How to Use Influencer Marketing for Your Thai Restaurant (Without Getting Scammed)
Food influencer marketing in Thailand has exploded — and with it, the number of "influencers" with purchased followers offering restaurant reviews in exchange for free meals or payment. Knowing how to identify genuine value, structure deals appropriately, and measure real ROI separates the restaurant owners who get results from those who spend ฿30,000 on content nobody sees.
How to Evaluate a Food Influencer
- Engagement rate over follower count: An influencer with 50,000 followers and 8% engagement is worth more than one with 500,000 followers and 0.3% engagement
- Audience geography: Request demographic data — an influencer whose followers are 70% based in Bangkok is far more valuable for a Bangkok restaurant than one with 60% overseas followers
- Content quality consistency: Look at their last 20 posts, not their best ones.
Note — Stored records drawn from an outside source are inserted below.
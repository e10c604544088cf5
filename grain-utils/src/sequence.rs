//! Low-discrepancy sequences.
//!
//! These spread sample points more evenly than independent random draws, which
//! makes them a good fit for probing a noise field with few samples.

/// Plastic-constant recurrence step for the first axis, `1 / rho`.
#[allow(clippy::unreadable_literal)]
const P1: f64 = 0.7548776662466927;
/// Plastic-constant recurrence step for the second axis, `1 / rho^2`.
#[allow(clippy::unreadable_literal)]
const P2: f64 = 0.5698402909980532;

/// Radical inverse of `index` in `base`, the `index`-th element of the Halton
/// sequence for that base.
///
/// Returns `0.0` for every index when `base < 2`.
#[must_use]
pub fn halton(index: u32, base: u32) -> f64 {
    if base < 2 {
        return 0.0;
    }

    let b = f64::from(base);
    let mut result = 0.0;
    let mut fraction = 1.0;
    let mut i = index;
    while i > 0 {
        fraction /= b;
        result += fraction * f64::from(i % base);
        i /= base;
    }
    result
}

/// 2D Halton point using bases 2 and 3.
#[must_use]
pub fn halton23(index: u32) -> [f64; 2] {
    [halton(index, 2), halton(index, 3)]
}

/// 2D point of the additive recurrence built on the plastic number.
#[must_use]
pub fn plastic(index: u32) -> [f64; 2] {
    let n = f64::from(index);
    [(P1 * n) % 1.0, (P2 * n) % 1.0]
}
Consistent quality predicts consistent performance
- Genuine enthusiasm: The best food content creators actually care about food. An influencer who posts restaurants between fashion and travel content rarely drives meaningful restaurant traffic
Deal Structure That Protects You
Avoid paying influencers in cash upfront for undetermined results. Instead: pay for the visit (cover the meal), agree on specific deliverables (1 Reel + 3 Stories, posted within 7 days), and offer a performance bonus if the post exceeds an agreed reach threshold. Always ask for content featuring your restaurant to be posted before or simultaneously with the visit — not weeks later when the memory and momentum are gone.
Track results: ask the influencer for post analytics within 48 hours, and monitor your Wongnai/Google profile traffic and reservation volume the week after posting. Real impact is measurable within 7–10 days.